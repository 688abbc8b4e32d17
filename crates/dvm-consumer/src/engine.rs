//! Consumer engine (C9): ephemeral per-instance identity, job submission,
//! and the feedback/result reply stream (spec.md §4.8).

use std::sync::Arc;
use std::sync::Mutex as SyncMutex;

use nostr::nip90::{
    JOB_RESULT_KIND_MIN, JobInput, ParsedJobMessage, build_request_event, get_result_kind,
    parse_message,
};
use nostr::{Event, decode_nip19, generate_identity, Nip19Kind};
use nostr_client::{DvmClient, RelayPool, Subscription};
use openagents_spark::{SparkSigner, SparkWallet, WalletBalance, WalletConfig};
use openagents_telemetry::TelemetrySink;
use serde_json::json;
use tokio::sync::mpsc;

use crate::error::ConsumerError;

/// Kind this engine submits requests as. The contract only names text
/// generation (kind 5050); other request kinds are out of scope for C9.
const TEXT_GENERATION_KIND: u16 = 5050;

/// Wallet account index the consumer derives from, distinct from the
/// provider's default account 0 so the two never alias a wallet
/// (spec.md §5 "Isolation").
const CONSUMER_WALLET_ACCOUNT: u32 = 1;

/// A message surfaced to the caller of [`ConsumerEngine::send_message`]: a
/// status update (feedback) or the final assistant reply (result).
#[derive(Debug, Clone)]
pub enum ConsumerMessage {
    System {
        status: String,
        detail: Option<String>,
    },
    Assistant {
        content: String,
        amount_msats: Option<u64>,
        bolt11: Option<String>,
    },
}

pub struct ConsumerEngine {
    mnemonic: String,
    npub: String,
    nsec: String,
    public_key_hex: String,
    private_key: [u8; 32],
    pool: Arc<RelayPool>,
    dvm: DvmClient,
    wallet: Arc<SparkWallet>,
    default_relays: Vec<String>,
    telemetry: Arc<dyn TelemetrySink>,
    active_subscriptions: SyncMutex<Vec<String>>,
}

impl ConsumerEngine {
    /// Generates a fresh mnemonic, derives a Nostr identity (C2) and a
    /// Lightning wallet scoped to [`CONSUMER_WALLET_ACCOUNT`] (C6), and
    /// connects the relay pool to `default_relays`.
    pub async fn new(
        pool: Arc<RelayPool>,
        wallet_config: WalletConfig,
        default_relays: Vec<String>,
        telemetry: Arc<dyn TelemetrySink>,
    ) -> Result<Self, ConsumerError> {
        let identity = generate_identity()?;
        let private_key_bytes = hex::decode(&identity.private_key_hex)
            .map_err(|error| ConsumerError::Internal(format!("invalid derived key hex: {error}")))?;
        let mut private_key = [0u8; 32];
        private_key.copy_from_slice(&private_key_bytes);

        let signer = SparkSigner::from_mnemonic_with_account(
            &identity.mnemonic,
            "",
            CONSUMER_WALLET_ACCOUNT,
        )?;
        let mut scoped_wallet_config = wallet_config;
        scoped_wallet_config.account_index = CONSUMER_WALLET_ACCOUNT;
        let wallet = SparkWallet::new(signer, scoped_wallet_config).await?;

        for relay in &default_relays {
            pool.add_relay(relay).await?;
        }
        pool.connect_all().await?;

        let dvm = DvmClient::new(Arc::clone(&pool));

        Ok(Self {
            mnemonic: identity.mnemonic,
            npub: identity.npub,
            nsec: identity.nsec,
            public_key_hex: identity.public_key_hex,
            private_key,
            pool,
            dvm,
            wallet: Arc::new(wallet),
            default_relays,
            telemetry,
            active_subscriptions: SyncMutex::new(Vec::new()),
        })
    }

    pub fn mnemonic(&self) -> &str {
        &self.mnemonic
    }

    pub fn npub(&self) -> &str {
        &self.npub
    }

    pub fn nsec(&self) -> &str {
        &self.nsec
    }

    pub fn public_key_hex(&self) -> &str {
        &self.public_key_hex
    }

    pub async fn deposit_address(&self) -> Result<String, ConsumerError> {
        Ok(self.wallet.single_use_deposit_address().await?)
    }

    pub async fn balance(&self) -> Result<WalletBalance, ConsumerError> {
        Ok(self.wallet.balance().await?)
    }

    /// Sends a text-generation request and returns a channel that yields
    /// feedback then a single result message, closing its subscription
    /// once the result arrives (spec.md §4.8).
    pub async fn send_message(
        &self,
        text: &str,
        target_provider: Option<&str>,
    ) -> Result<mpsc::Receiver<ConsumerMessage>, ConsumerError> {
        let target_pubkey_hex = resolve_target(target_provider)?;

        let event = build_request_event(
            &self.private_key,
            target_pubkey_hex.as_deref(),
            vec![JobInput::text(text)],
            None,
            None,
            TEXT_GENERATION_KIND,
            vec![],
        )?;
        self.dvm.publish_job_request(&event).await?;

        let result_kind =
            get_result_kind(TEXT_GENERATION_KIND).unwrap_or(JOB_RESULT_KIND_MIN);
        let mut filter = json!({
            "kinds": [result_kind, 7000],
            "#e": [event.id.clone()],
        });
        if let Some(target) = &target_pubkey_hex {
            filter["authors"] = json!([target]);
        }

        let subscription_id = format!("dvm-consumer-{}", event.id);
        let (subscription, mut event_rx) =
            Subscription::with_channel(subscription_id.clone(), vec![filter]);
        self.pool.subscribe(subscription).await?;
        self.active_subscriptions
            .lock()
            .unwrap_or_else(|poison| poison.into_inner())
            .push(subscription_id.clone());

        let (message_tx, message_rx) = mpsc::channel(16);
        let pool = Arc::clone(&self.pool);
        let private_key = self.private_key;
        let telemetry = Arc::clone(&self.telemetry);

        tokio::spawn(async move {
            while let Some(incoming) = event_rx.recv().await {
                match handle_incoming(&incoming, &private_key) {
                    Ok(ConsumerEvent::Message(message)) => {
                        if message_tx.send(message).await.is_err() {
                            break;
                        }
                    }
                    Ok(ConsumerEvent::Terminal(message)) => {
                        let _ = message_tx.send(message).await;
                        break;
                    }
                    Err(error) => {
                        telemetry.track_simple("consumer", "reply_parse_failed");
                        tracing::warn!("failed to parse DVM reply: {error}");
                    }
                }
            }
            let _ = pool.unsubscribe(&subscription_id).await;
        });

        Ok(message_rx)
    }

    /// Closes every subscription this instance has opened. Idempotent.
    pub async fn close(&self) -> Result<(), ConsumerError> {
        let ids: Vec<String> = {
            let mut guard = self
                .active_subscriptions
                .lock()
                .unwrap_or_else(|poison| poison.into_inner());
            std::mem::take(&mut *guard)
        };
        for id in ids {
            self.pool.unsubscribe(&id).await?;
        }
        Ok(())
    }
}

enum ConsumerEvent {
    Message(ConsumerMessage),
    Terminal(ConsumerMessage),
}

fn handle_incoming(event: &Event, private_key: &[u8; 32]) -> Result<ConsumerEvent, ConsumerError> {
    match parse_message(event, Some(private_key))? {
        ParsedJobMessage::Feedback { feedback, .. } => Ok(ConsumerEvent::Message(ConsumerMessage::System {
            status: feedback.status.as_str().to_string(),
            detail: feedback.status_extra,
        })),
        ParsedJobMessage::Result { result, .. } => Ok(ConsumerEvent::Terminal(ConsumerMessage::Assistant {
            content: result.content,
            amount_msats: result.amount,
            bolt11: result.bolt11,
        })),
    }
}

/// Resolves a `target_provider` argument per spec.md §4.8: bech32 `npub`
/// decodes to hex, a bare hex string passes through, and an empty/absent
/// target means broadcast unencrypted.
fn resolve_target(target_provider: Option<&str>) -> Result<Option<String>, ConsumerError> {
    let Some(target) = target_provider else {
        return Ok(None);
    };
    let trimmed = target.trim();
    if trimmed.is_empty() {
        return Ok(None);
    }

    if trimmed.starts_with("npub1") {
        let (kind, data) = decode_nip19(trimmed)
            .map_err(|error| ConsumerError::Validation(format!("invalid npub: {error}")))?;
        if kind != Nip19Kind::Npub {
            return Err(ConsumerError::Validation(
                "target_provider bech32 string is not an npub".to_string(),
            ));
        }
        return Ok(Some(hex::encode(data)));
    }

    if trimmed.len() == 64 && trimmed.chars().all(|c| c.is_ascii_hexdigit()) {
        return Ok(Some(trimmed.to_ascii_lowercase()));
    }

    Err(ConsumerError::Validation(format!(
        "target_provider is neither an npub nor a 64-char hex pubkey: {target}"
    )))
}

#[cfg(test)]
mod tests {
    use super::*;

    #[test]
    fn resolve_target_treats_empty_as_broadcast() {
        assert_eq!(resolve_target(None).unwrap(), None);
        assert_eq!(resolve_target(Some("")).unwrap(), None);
        assert_eq!(resolve_target(Some("   ")).unwrap(), None);
    }

    #[test]
    fn resolve_target_passes_through_hex() {
        let hex_pubkey = "a".repeat(64);
        assert_eq!(
            resolve_target(Some(&hex_pubkey)).unwrap(),
            Some(hex_pubkey)
        );
    }

    #[test]
    fn resolve_target_rejects_garbage() {
        assert!(resolve_target(Some("not-a-valid-target")).is_err());
    }
}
□ □ □
### Problem description
Wherever a line in the data above holds the word "detail", copy that line.

### Final answer
        detail: Option<String>,
            detail: feedback.status_extra,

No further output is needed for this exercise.